# [Work to be completed]
Each line of the data below that holds the word "pattern" is to be reported in full.

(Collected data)
------------------------------------

#[cfg(test)]
mod tests {
    use super::*;
    use crate::error::ErrorKind;
    use crate::model::Table;

    fn noop(_: &mut StepContext<'_, Vec<String>>, _: &[Arg]) -> StepResult {
        Ok(())
    }

    fn record(world: &mut StepContext<'_, Vec<String>>, args: &[Arg]) -> StepResult {
        for arg in args {
            match arg {
                Arg::Text(s) => world.push(s.clone()),
                Arg::Table(t) => world.push(format!("table:{}", t.rows.len())),
                Arg::DocString(d) => world.push(format!("doc:{}", d)),
            }
        }
        Ok(())
    }

    #[test]
    fn test_resolve_empty_registry() {
        let registry: Registry<Vec<String>> = Registry::new();
        assert!(registry.resolve("anything at all").is_undefined());
    }

    #[test]
    fn test_resolve_non_matching() {
        let mut registry: Registry<Vec<String>> = Registry::new();
        registry.step("a step", noop).unwrap();
        assert!(registry.resolve("a step with more").is_undefined());
        assert!(registry.resolve("not a step").is_undefined());
    }

    #[test]
    fn test_resolve_single_with_params() {
        let mut registry: Registry<Vec<String>> = Registry::new();
        registry.step("there are {int} monsters called {word}", noop).unwrap();
        match registry.resolve("there are 3 monsters called Bob") {
            Match::Single { params, definition } => {
                assert_eq!(params, vec!["3", "Bob"]);
                assert_eq!(definition.pattern(), "there are {int} monsters called {word}");
            }
            other => panic!("expected single match, got {:?}", other),
        }
    }

    #[test]
    fn test_resolve_ambiguous_lists_every_definition() {
        let mut registry: Registry<Vec<String>> = Registry::new();
        registry.step("a {word} thing", noop).unwrap();
        registry.step("a red thing", noop).unwrap();

        let matched = registry.resolve("a red thing");
        match &matched {
            Match::Ambiguous(candidates) => {
                assert_eq!(candidates.len(), 2);
                assert!(candidates[0].trace.contains("a {word} thing"));
                assert!(candidates[1].trace.contains("a red thing"));
                assert!(candidates[0].trace.contains("registry.rs"));
            }
            other => panic!("expected ambiguous match, got {:?}", other),
        }
        let message = matched.ambiguity_message().unwrap();
        assert_eq!(message.lines().count(), 3);
        assert!(message.starts_with("Ambiguous step definitions"));

        // Only the placeholder pattern matches other colours
        assert!(matches!(registry.resolve("a blue thing"), Match::Single { .. }));
    }

    #[test]
    fn test_quoted_placeholders_unquote() {
        let mut registry: Registry<Vec<String>> = Registry::new();
        registry.step("I say {string}", noop).unwrap();
        registry.step("the name is {name}", noop).unwrap();

        match registry.resolve("I say 'hello world'") {
            Match::Single { params, .. } => assert_eq!(params, vec!["hello world"]),
            other => panic!("unexpected {:?}", other),
        }
        match registry.resolve(r#"the name is "Jo Smith""#) {
            Match::Single { params, .. } => assert_eq!(params, vec!["Jo Smith"]),
            other => panic!("unexpected {:?}", other),
        }
        match registry.resolve("the name is Jo") {
            Match::Single { params, .. } => assert_eq!(params, vec!["Jo"]),
            other => panic!("unexpected {:?}", other),
        }
    }

    #[test]
    fn test_literal_text_is_escaped() {
        let mut registry: Registry<Vec<String>> = Registry::new();
        registry.step("it costs $5 (really?)", noop).unwrap();
        assert!(matches!(registry.resolve("it costs $5 (really?)"), Match::Single { .. }));
        assert!(registry.resolve("it costs 5 really").is_undefined());
    }

    #[test]
    fn test_custom_placeholder() {
        let mut registry: Registry<Vec<String>> = Registry::new();
        registry.placeholder("color", "red|green|blue").unwrap();
        registry.step("a {color} ball", noop).unwrap();
        assert!(matches!(registry.resolve("a green ball"), Match::Single { .. }));
        assert!(registry.resolve("a purple ball").is_undefined());
    }

    #[test]
    fn test_invalid_placeholder_rejected() {
        let mut registry: Registry<Vec<String>> = Registry::new();
        assert!(registry.placeholder("broken", "(unclosed").is_err());
    }

    #[test]
    fn test_tagged_steps_scope() {
        let mut registry: Registry<Vec<String>> = Registry::new();
        registry.steps_for("admin").step("I am logged in", noop).unwrap();

        assert!(registry.resolve("I am logged in").is_undefined());
        let tags = vec!["admin".to_string()];
        assert!(matches!(registry.resolve_tagged("I am logged in", &tags), Match::Single { .. }));
        let tag = registry.resolve_tagged("I am logged in", &tags);
        if let Match::Single { definition, .. } = tag {
            assert_eq!(definition.tag(), Some("admin"));
        }
    }

    #[test]
    fn test_invoke_passes_params_then_extra_args() {
        let mut registry: Registry<Vec<String>> = Registry::new();
        registry.step("a {word} with {int}", record).unwrap();

        let mut world = Vec::new();
        let matched = registry.resolve("a box with 4");
        let extra = vec![
            Arg::DocString("text".into()),
            Arg::Table(Table::new(vec![vec!["x".into()]])),
        ];
        registry.invoke(&matched, &mut world, &extra).unwrap();
        assert_eq!(world, vec!["box", "4", "doc:text", "table:1"]);
    }

    #[test]
    fn test_invoke_propagates_body_error_unchanged() {
        let mut registry: Registry<Vec<String>> = Registry::new();
        registry
            .step("it breaks", |_, _| Err(StepError::failed("broken on purpose")))
            .unwrap();
        registry.step("it waits", |_, _| crate::error::pending_with("soon")).unwrap();

        let mut world = Vec::new();
        let err = registry.invoke(&registry.resolve("it breaks"), &mut world, &[]).unwrap_err();
        assert_eq!(err.kind, ErrorKind::StepFailed);
        assert_eq!(err.message, "broken on purpose");

        let err = registry.invoke(&registry.resolve("it waits"), &mut world, &[]).unwrap_err();
        assert_eq!(err.kind, ErrorKind::PendingDeclared);
    }

    #[test]
    fn test_invoke_catches_panics() {
        let mut registry: Registry<Vec<String>> = Registry::new();
        registry
            .step("it panics", |_, _| panic!("assertion went wrong"))
            .unwrap();

        let mut world = Vec::new();
        let err = registry.invoke(&registry.resolve("it panics"), &mut world, &[]).unwrap_err();
        assert_eq!(err.kind, ErrorKind::StepFailed);
        assert_eq!(err.message, "assertion went wrong");
        assert_eq!(err.backtrace.len(), 1);
    }

    #[test]
    fn test_body_calls_tagged_step_through_context() {
        let mut registry: Registry<Vec<String>> = Registry::new();
        registry.steps_for("admin").step("I am root", |world, _| {
            world.push("root".into());
            Ok(())
        }).unwrap();
        registry
            .step("I log in as an admin", |ctx, _| {
                ctx.step("I am root", &[])?;
                ctx.push("logged in".into());
                Ok(())
            })
            .unwrap();

        let tags = vec!["admin".to_string()];
        let matched = registry.resolve_tagged("I log in as an admin", &tags);
        let mut world = Vec::new();
        registry.invoke_tagged(&matched, &mut world, &tags, &[]).unwrap();
        assert_eq!(world, vec!["root", "logged in"]);

        // without the tag the inner step does not exist
        let mut world = Vec::new();
        let err = registry
            .invoke(&registry.resolve("I log in as an admin"), &mut world, &[])
            .unwrap_err();
        assert_eq!(err.kind, ErrorKind::Undefined);
        assert_eq!(err.message, "I am root");
        assert!(world.is_empty());
    }

    #[test]
    fn test_nested_step_receives_extra_args() {
        let mut registry: Registry<Vec<String>> = Registry::new();
        registry.step("a {word} with {int}", record).unwrap();
        registry
            .step("a parcel", |ctx, _| {
                ctx.step("a box with 2", &[Arg::DocString("fragile".into())])
            })
            .unwrap();

        let mut world = Vec::new();
        registry.invoke(&registry.resolve("a parcel"), &mut world, &[]).unwrap();
        assert_eq!(world, vec!["box", "2", "doc:fragile"]);
    }
}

------------------------------------

# [Result]
                assert_eq!(definition.pattern(), "there are {int} monsters called {word}");
        // Only the placeholder pattern matches other colours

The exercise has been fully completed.